# Can some of you tiling guys lend a hand?



## The Coastal Craftsman (Jun 29, 2009)

angus242 said:


> We're both talking about Ditra, right?
> 
> The fleece is mechanically bonded to the substrate....it does NOT "stop cracks"
> 
> ...


Yes it's bonded to the structure but it gives. If you had a 1/4" crack open up in the sub floor then whats going to give. The adhesive that fills all the little dove tails or the hairs that hold it to the sub floor! Why do you think Ditra can be removed so easy. The hairs make a bond that is strong enough to hold the tile to the floor but not strong enough to transfer the crack the the tile. If the crack didnt break the bond between the felt and the adhesive then the crack would progress to the next thing that will fail. That would be the thinset in each dovetail. 

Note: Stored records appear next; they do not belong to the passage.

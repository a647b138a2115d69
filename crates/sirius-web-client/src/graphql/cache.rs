//! In-memory response cache and fetch policies.

use std::collections::HashMap;

use parking_lot::Mutex;
use serde::Deserialize;

use super::request::GraphQLRequest;
use super::response::GraphQLResponse;

/// How an operation interacts with the response cache.
#[derive(Clone, Copy, Debug, Default, PartialEq, Eq, Hash, Deserialize)]
#[serde(rename_all = "kebab-case")]
pub enum FetchPolicy {
    /// Serve a cached response when present; otherwise fetch and store.
    CacheFirst,
    /// Always fetch; store the result.
    NetworkOnly,
    /// Always fetch; never read or write the cache.
    #[default]
    NoCache,
}

impl FetchPolicy {
    pub(crate) fn reads_cache(self) -> bool {
        matches!(self, Self::CacheFirst)
    }

    pub(crate) fn writes_cache(self) -> bool {
        !matches!(self, Self::NoCache)
    }
}

/// Fetch policy per operation category.
///
/// The default bypasses the cache for every category, so each execution
/// goes to the network.
#[derive(Clone, Copy, Debug, Default, PartialEq, Eq, Deserialize)]
#[serde(default)]
pub struct DefaultOptions {
    /// Policy for [`watch_query`](crate::GraphQLClient::watch_query) fetches.
    pub watch_query: FetchPolicy,
    /// Policy for [`query`](crate::GraphQLClient::query).
    pub query: FetchPolicy,
    /// Policy for [`mutate`](crate::GraphQLClient::mutate). Mutations never read
    /// the cache, whatever this says.
    pub mutate: FetchPolicy,
}

/// Responses keyed by `(query, variables, operationName)`.
///
/// Only error-free responses are stored. There is no invalidation besides
/// [`clear`](Self::clear).
#[derive(Debug, Default)]
pub struct ResponseCache {
    entries: Mutex<HashMap<String, GraphQLResponse>>,
}

impl ResponseCache {
    /// Create an empty cache.
    pub fn new() -> Self {
        Self::default()
    }

    /// Look up the cached response for a request.
    pub fn get(&self, request: &GraphQLRequest) -> Option<GraphQLResponse> {
        self.entries.lock().get(&request.cache_key()).cloned()
    }

    pub(crate) fn store(&self, request: &GraphQLRequest, response: &GraphQLResponse) {
        if response.has_errors() {
            return;
        }
        self.entries
            .lock()
            .insert(request.cache_key(), response.clone());
    }

    /// Number of cached responses.
    pub fn len(&self) -> usize {
        self.entries.lock().len()
    }

    /// Check whether the cache is empty.
    pub fn is_empty(&self) -> bool {
        self.entries.lock().is_empty()
    }

    /// Drop every cached response.
    pub fn clear(&self) {
        self.entries.lock().clear();
    }
}
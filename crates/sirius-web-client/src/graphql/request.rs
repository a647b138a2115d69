//! GraphQL request envelope.

use serde::{Deserialize, Serialize};
use serde_json::Value;

use super::document;

/// A GraphQL operation type.
#[derive(Debug, Clone, Copy, PartialEq, Eq, Hash, Default, Serialize, Deserialize)]
#[serde(rename_all = "lowercase")]
pub enum OperationType {
    /// A query operation (read-only).
    #[default]
    Query,
    /// A mutation operation (modifies data).
    Mutation,
    /// A subscription operation (stream of events).
    Subscription,
}

/// A GraphQL request: the standard `{query, variables, operationName}` envelope.
#[derive(Debug, Clone, PartialEq, Serialize, Deserialize)]
pub struct GraphQLRequest {
    /// The GraphQL document.
    pub query: String,

    /// Optional variables for the operation.
    #[serde(skip_serializing_if = "Option::is_none")]
    pub variables: Option<Value>,

    /// Optional operation name (for documents with multiple operations).
    #[serde(skip_serializing_if = "Option::is_none", rename = "operationName")]
    pub operation_name: Option<String>,

    /// Extensions (implementation-specific metadata).
    #[serde(skip_serializing_if = "Option::is_none")]
    pub extensions: Option<Value>,

    #[serde(skip)]
    operation_type: OperationType,
}

impl GraphQLRequest {
    fn with_type(query: String, operation_type: OperationType) -> Self {
        Self {
            query,
            variables: None,
            operation_name: None,
            extensions: None,
            operation_type,
        }
    }

    /// Create a request, inferring the operation type from the document.
    ///
    /// ```
    /// use sirius_web_client::graphql::{GraphQLRequest, OperationType};
    ///
    /// let request = GraphQLRequest::new("subscription { projectEvent { id } }");
    /// assert_eq!(request.operation_type(), OperationType::Subscription);
    /// ```
    pub fn new(query: impl Into<String>) -> Self {
        let query = query.into();
        let operation_type = document::operation_type(&query);
        Self::with_type(query, operation_type)
    }

    /// Create a query request.
    pub fn query(query: impl Into<String>) -> Self {
        Self::with_type(query.into(), OperationType::Query)
    }

    /// Create a mutation request.
    pub fn mutation(query: impl Into<String>) -> Self {
        Self::with_type(query.into(), OperationType::Mutation)
    }

    /// Create a subscription request.
    pub fn subscription(query: impl Into<String>) -> Self {
        Self::with_type(query.into(), OperationType::Subscription)
    }

    /// Set a single variable value.
    ///
    /// Values that fail to serialize are skipped.
    pub fn variable(mut self, name: impl Into<String>, value: impl Serialize) -> Self {
        let variables = self
            .variables
            .get_or_insert_with(|| Value::Object(Default::default()));
        if let Value::Object(map) = variables
            && let Ok(value) = serde_json::to_value(value)
        {
            map.insert(name.into(), value);
        }
        self
    }

    /// Replace all variables with a serializable value.
    pub fn variables(mut self, variables: impl Serialize) -> Self {
        self.variables = serde_json::to_value(variables).ok();
        self
    }

    /// Set the operation name.
    pub fn operation_name(mut self, name: impl Into<String>) -> Self {
        self.operation_name = Some(name.into());
        self
    }

    /// Set extensions (implementation-specific metadata).
    pub fn extensions(mut self, extensions: impl Serialize) -> Self {
        self.extensions = serde_json::to_value(extensions).ok();
        self
    }

    /// The operation type this request was built as.
    ///
    /// Transport routing does not rely on this; it re-reads the document.
    pub fn operation_type(&self) -> OperationType {
        self.operation_type
    }

    /// Check if this request was built as a subscription.
    pub fn is_subscription(&self) -> bool {
        self.operation_type == OperationType::Subscription
    }

    /// Stable key identifying this request for the response cache.
    pub(crate) fn cache_key(&self) -> String {
        serde_json::json!([self.query, self.variables, self.operation_name]).to_string()
    }
}
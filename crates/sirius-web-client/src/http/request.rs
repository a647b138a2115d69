//! JSON `POST` builder.

use http::header::{HeaderName, HeaderValue};
use serde::Serialize;

use super::response::HttpResponse;
use crate::error::Result;

/// A `POST` being assembled; nothing is sent until [`send`](Self::send).
#[derive(Debug)]
pub struct HttpRequestBuilder {
    inner: reqwest::RequestBuilder,
}

impl HttpRequestBuilder {
    pub(crate) fn new(inner: reqwest::RequestBuilder) -> Self {
        Self { inner }
    }

    /// Add a header.
    pub fn header(self, name: HeaderName, value: HeaderValue) -> Self {
        Self {
            inner: self.inner.header(name, value),
        }
    }

    /// Serialize `body` as the JSON request body.
    ///
    /// Serialization happens here so that a failure is reported as
    /// [`ClientError::Json`](crate::ClientError::Json) before anything is sent.
    pub fn json<T: Serialize>(self, body: &T) -> Result<Self> {
        let bytes = serde_json::to_vec(body)?;
        Ok(Self {
            inner: self.inner.body(bytes),
        })
    }

    /// Send the request and wait for the response head.
    pub async fn send(self) -> Result<HttpResponse> {
        let response = self.inner.send().await?;
        Ok(HttpResponse::from_reqwest(response))
    }
}
//! Build errors for the transition builder.

use thiserror::Error;

use crate::core::{StateId, MAX_STATES};

/// Errors that can occur when building a transition rule.
#[derive(Debug, Error, PartialEq, Eq)]
pub enum BuildError {
    #[error("Triggering event not specified. Call .on(event) before .build()")]
    MissingEvent,

    #[error("Source states not specified. Call .from(states) with a non-empty set")]
    MissingSourceStates,

    #[error("Target state not specified. Call .to(state) before .build()")]
    MissingTargetState,

    #[error("Target state {0} is outside the {MAX_STATES}-state range")]
    TargetOutOfRange(StateId),
}
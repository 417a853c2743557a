//! Result taxonomy for event dispatch.
//!
//! Every call to [`Machine::process_event`](crate::core::Machine::process_event)
//! yields exactly one [`EventResult`]. The non-success kinds are ordinary,
//! expected outcomes, not errors: they tell the caller *why* an event
//! produced no state change.
//!
//! Each kind has a stable numeric code and a fixed human-readable label,
//! both part of the observable contract so callers can log and serialize
//! results without drift.

use serde::de::Error as _;
use serde::{Deserialize, Deserializer, Serialize, Serializer};
use std::fmt;

/// Outcome of processing a single event.
///
/// # Example
///
/// ```rust
/// use gearbox::EventResult;
///
/// assert_eq!(EventResult::Success.code(), 0x00);
/// assert_eq!(EventResult::GuardDenied.as_str(), "Guard denied");
/// assert_eq!(EventResult::from_code(0x02), Some(EventResult::NoTransitionForState));
/// assert_eq!(EventResult::describe(0xff), "Unknown");
/// ```
#[derive(Copy, Clone, Debug, PartialEq, Eq, Hash)]
#[repr(u8)]
pub enum EventResult {
    /// The event matched a rule and the state transitioned.
    Success = 0x00,

    /// A rule matched but its guard refused the transition.
    GuardDenied = 0x01,

    /// No rule matches this event in the current state.
    NoTransitionForState = 0x02,

    /// Reserved: the event identifier is out of range.
    ///
    /// Dispatch never produces this today; the code is kept stable for
    /// callers that already branch on the full taxonomy.
    EventOutOfBounds = 0x03,

    /// Reserved: the machine state is out of range.
    ///
    /// Dispatch never produces this today. Out-of-range states cannot
    /// arise from committed transitions, since every rule target is
    /// validated at machine construction.
    StateOutOfBounds = 0x04,

    /// Construction-time validation failed.
    ///
    /// Produced via [`InitError::result`](crate::core::InitError::result)
    /// rather than by dispatch itself.
    InvalidParams = 0x05,
}

impl EventResult {
    const ALL: [EventResult; 6] = [
        EventResult::Success,
        EventResult::GuardDenied,
        EventResult::NoTransitionForState,
        EventResult::EventOutOfBounds,
        EventResult::StateOutOfBounds,
        EventResult::InvalidParams,
    ];

    /// The stable numeric code of this result kind.
    pub const fn code(self) -> u8 {
        self as u8
    }

    /// Look up a result kind by its numeric code.
    pub fn from_code(code: u8) -> Option<EventResult> {
        EventResult::ALL.into_iter().find(|r| r.code() == code)
    }

    /// The fixed diagnostic label for this result kind.
    pub const fn as_str(self) -> &'static str {
        match self {
            EventResult::Success => "Success",
            EventResult::GuardDenied => "Guard denied",
            EventResult::NoTransitionForState => "No transition for state",
            EventResult::EventOutOfBounds => "Event out of bounds",
            EventResult::StateOutOfBounds => "State out of bounds",
            EventResult::InvalidParams => "Invalid parameters",
        }
    }

    /// Total diagnostic mapping over raw codes.
    ///
    /// Codes outside the taxonomy map to `"Unknown"` rather than
    /// panicking, so the function is safe to feed with logged or
    /// deserialized values.
    pub fn describe(code: u8) -> &'static str {
        match EventResult::from_code(code) {
            Some(result) => result.as_str(),
            None => "Unknown",
        }
    }

    /// Check whether this result committed a transition.
    pub const fn is_success(self) -> bool {
        matches!(self, EventResult::Success)
    }
}

impl fmt::Display for EventResult {
    fn fmt(&self, f: &mut fmt::Formatter<'_>) -> fmt::Result {
        f.write_str(self.as_str())
    }
}

/// Serialized as the stable numeric code, not the variant name.
impl Serialize for EventResult {
    fn serialize<S: Serializer>(&self, serializer: S) -> Result<S::Ok, S::Error> {
        serializer.serialize_u8(self.code())
    }
}

impl<'de> Deserialize<'de> for EventResult {
    fn deserialize<D: Deserializer<'de>>(deserializer: D) -> Result<Self, D::Error> {
        let code = u8::deserialize(deserializer)?;
        EventResult::from_code(code)
            .ok_or_else(|| D::Error::custom(format!("unknown event result code {code}")))
    }
}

As an example picture a layer of ditra with tile applied with thinset. You then use a machine to pull each side of the ditra. Whats going to give first. The adhesive will because of the way it protrudes into every dovetail. The plastic will stretch but the adhesive can only take so much. That is the reason for the felt. The felt can decouple with zero movement to the plastic above it and most important the thinset. It was about 10 years ago i watched a video demo of the product which showed the way the felt took the expansion.


----------



## The Coastal Craftsman (Jun 29, 2009)

Inner10 said:


> For the next year set all your tiles half on ditra and half directly on the subfloor and see which ones fair better.:thumbsup:


If both floors where built to same spec i would bet they would both last the exact same amount of time.


----------



## angus242 (Oct 20, 2007)

BCConstruction said:


> Yes it's bonded to the structure but it gives. If you had a 1/4" crack open up in the sub floor then whats going to give. The adhesive that fills all the little dove tails or the hairs that hold it to the sub floor! Why do you think Ditra can be removed so easy. The hairs make a bond that is strong enough to hold the tile to the floor but not strong enough to transfer the crack the the tile. If the crack didnt break the bond between the felt and the adhesive then the crack would progress to the next thing that will fail. That would be the thinset in each dovetail.
> 
> As an example picture a layer of ditra with tile applied with thinset. You then use a machine to pull each side of the ditra. Whats going to give first. The adhesive will because of the way it protrudes into every dovetail. The plastic will stretch but the adhesive can only take so much. That is the reason for the felt. The felt can decouple with zero movement to the plastic above it and most important the thinset. It was about 10 years ago i watched a video demo of the product which showed the way the felt took the expansion.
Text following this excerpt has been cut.